Problem:
Count how many lines in the data hold the word "artifacts", and give that number alone.

---------------

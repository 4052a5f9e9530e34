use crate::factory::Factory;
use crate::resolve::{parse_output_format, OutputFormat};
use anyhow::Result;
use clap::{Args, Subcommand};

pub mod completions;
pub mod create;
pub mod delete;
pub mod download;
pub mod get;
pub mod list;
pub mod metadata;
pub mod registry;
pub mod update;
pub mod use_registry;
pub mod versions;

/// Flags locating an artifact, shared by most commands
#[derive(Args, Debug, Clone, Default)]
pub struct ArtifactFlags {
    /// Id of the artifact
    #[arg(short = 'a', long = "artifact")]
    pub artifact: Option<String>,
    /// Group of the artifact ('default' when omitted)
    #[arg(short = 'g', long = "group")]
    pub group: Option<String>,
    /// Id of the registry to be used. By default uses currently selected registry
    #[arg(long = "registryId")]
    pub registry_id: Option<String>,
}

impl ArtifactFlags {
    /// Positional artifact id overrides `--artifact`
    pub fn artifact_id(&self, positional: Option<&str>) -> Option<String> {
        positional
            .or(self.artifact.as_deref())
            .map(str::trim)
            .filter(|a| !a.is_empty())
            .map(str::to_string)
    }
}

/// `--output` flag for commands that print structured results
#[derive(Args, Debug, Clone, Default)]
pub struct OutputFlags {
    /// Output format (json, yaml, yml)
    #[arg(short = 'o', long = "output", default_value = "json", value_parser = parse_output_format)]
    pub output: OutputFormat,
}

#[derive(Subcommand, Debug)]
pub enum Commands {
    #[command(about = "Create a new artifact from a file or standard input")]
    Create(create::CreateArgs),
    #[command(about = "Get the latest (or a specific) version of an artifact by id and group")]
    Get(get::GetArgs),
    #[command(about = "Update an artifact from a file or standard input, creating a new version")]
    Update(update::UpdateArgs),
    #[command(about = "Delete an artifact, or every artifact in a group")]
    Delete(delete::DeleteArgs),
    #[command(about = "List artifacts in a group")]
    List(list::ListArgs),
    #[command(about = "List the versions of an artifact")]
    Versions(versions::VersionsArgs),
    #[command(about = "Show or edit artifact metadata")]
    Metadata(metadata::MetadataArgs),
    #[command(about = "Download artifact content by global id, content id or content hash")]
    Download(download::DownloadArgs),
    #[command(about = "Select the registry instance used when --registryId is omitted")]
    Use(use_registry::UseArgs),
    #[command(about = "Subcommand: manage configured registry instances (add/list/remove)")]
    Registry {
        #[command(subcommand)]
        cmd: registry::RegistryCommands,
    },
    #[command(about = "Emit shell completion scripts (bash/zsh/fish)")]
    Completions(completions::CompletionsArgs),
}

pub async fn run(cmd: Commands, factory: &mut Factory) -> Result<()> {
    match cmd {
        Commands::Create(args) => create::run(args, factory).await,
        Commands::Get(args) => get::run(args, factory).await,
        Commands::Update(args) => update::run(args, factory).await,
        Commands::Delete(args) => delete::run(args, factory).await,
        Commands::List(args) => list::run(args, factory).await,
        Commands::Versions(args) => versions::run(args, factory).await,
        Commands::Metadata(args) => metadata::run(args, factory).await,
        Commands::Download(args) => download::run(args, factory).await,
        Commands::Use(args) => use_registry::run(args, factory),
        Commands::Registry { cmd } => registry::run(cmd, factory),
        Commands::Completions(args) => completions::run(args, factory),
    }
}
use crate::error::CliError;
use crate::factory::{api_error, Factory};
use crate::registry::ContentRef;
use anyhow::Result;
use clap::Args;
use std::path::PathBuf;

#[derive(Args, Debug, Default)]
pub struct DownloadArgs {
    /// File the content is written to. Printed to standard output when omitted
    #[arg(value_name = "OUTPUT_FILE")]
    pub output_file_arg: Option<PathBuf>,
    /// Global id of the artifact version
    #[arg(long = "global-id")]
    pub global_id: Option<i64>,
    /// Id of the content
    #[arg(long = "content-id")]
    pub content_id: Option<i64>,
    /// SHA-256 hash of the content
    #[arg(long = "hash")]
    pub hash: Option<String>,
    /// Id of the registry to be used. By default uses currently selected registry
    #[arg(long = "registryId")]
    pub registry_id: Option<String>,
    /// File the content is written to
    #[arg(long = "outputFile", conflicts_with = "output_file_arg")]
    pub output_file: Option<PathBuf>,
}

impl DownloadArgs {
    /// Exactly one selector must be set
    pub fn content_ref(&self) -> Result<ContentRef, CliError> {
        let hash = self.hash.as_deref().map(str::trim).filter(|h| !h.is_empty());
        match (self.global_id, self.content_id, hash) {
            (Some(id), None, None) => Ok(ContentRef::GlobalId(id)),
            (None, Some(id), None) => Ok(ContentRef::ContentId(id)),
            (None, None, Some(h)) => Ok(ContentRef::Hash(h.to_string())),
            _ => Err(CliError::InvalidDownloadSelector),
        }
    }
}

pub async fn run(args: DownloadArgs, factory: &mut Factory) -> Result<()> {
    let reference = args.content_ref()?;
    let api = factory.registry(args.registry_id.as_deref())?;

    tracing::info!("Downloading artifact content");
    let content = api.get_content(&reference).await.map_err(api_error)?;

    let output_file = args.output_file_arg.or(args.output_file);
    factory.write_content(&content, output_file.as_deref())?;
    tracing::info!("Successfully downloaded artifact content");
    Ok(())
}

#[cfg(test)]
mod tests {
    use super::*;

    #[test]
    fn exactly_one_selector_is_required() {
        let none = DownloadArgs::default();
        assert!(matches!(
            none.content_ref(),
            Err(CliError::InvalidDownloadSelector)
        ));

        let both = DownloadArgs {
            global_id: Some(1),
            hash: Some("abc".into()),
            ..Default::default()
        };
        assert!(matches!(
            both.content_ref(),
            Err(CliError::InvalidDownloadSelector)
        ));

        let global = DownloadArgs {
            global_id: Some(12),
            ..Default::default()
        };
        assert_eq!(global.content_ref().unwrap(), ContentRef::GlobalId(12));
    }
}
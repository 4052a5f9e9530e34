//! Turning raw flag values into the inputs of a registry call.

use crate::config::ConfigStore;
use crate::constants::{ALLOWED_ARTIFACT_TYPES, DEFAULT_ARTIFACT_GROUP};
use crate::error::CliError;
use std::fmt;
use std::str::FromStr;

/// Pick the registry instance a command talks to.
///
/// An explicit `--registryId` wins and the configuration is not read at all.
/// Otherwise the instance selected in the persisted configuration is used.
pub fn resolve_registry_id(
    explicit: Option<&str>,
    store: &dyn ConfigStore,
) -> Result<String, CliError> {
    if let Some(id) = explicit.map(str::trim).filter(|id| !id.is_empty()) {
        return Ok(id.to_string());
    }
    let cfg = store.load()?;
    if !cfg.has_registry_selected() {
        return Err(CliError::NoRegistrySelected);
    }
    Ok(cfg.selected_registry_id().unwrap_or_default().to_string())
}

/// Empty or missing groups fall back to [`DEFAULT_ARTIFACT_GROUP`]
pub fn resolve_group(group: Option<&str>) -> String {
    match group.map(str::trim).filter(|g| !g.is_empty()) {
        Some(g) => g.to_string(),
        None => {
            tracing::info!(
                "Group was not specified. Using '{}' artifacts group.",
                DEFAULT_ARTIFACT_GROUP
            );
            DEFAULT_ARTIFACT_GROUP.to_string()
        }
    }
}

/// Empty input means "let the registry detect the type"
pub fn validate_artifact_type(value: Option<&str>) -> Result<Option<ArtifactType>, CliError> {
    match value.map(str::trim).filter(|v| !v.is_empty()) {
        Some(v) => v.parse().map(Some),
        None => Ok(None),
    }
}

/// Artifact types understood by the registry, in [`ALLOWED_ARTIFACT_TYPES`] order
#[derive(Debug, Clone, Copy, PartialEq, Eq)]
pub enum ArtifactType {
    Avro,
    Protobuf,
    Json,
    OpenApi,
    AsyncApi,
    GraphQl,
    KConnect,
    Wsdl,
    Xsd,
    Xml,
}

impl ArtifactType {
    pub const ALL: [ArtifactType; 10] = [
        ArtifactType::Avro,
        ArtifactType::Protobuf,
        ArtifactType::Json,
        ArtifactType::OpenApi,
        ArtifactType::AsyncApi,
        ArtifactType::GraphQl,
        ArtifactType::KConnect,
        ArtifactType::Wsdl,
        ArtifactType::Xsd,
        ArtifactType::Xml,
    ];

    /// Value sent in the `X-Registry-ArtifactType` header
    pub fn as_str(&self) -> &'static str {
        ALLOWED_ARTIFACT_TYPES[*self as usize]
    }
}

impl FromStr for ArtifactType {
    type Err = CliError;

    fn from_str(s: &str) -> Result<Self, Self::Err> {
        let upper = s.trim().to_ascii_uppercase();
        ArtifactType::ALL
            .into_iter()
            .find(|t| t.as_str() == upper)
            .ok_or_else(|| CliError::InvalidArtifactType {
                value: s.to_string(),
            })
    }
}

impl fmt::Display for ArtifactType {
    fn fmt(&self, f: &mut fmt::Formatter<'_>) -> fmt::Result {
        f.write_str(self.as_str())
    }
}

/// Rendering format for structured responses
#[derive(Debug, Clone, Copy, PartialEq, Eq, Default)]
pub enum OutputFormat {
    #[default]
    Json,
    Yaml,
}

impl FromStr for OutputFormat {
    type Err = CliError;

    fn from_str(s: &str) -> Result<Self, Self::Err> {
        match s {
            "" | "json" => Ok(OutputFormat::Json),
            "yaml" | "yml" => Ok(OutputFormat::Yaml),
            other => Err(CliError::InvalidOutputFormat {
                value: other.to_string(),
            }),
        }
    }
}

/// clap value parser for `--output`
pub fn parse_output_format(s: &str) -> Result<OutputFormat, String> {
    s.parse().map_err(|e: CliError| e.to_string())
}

---------------

Task answer:
2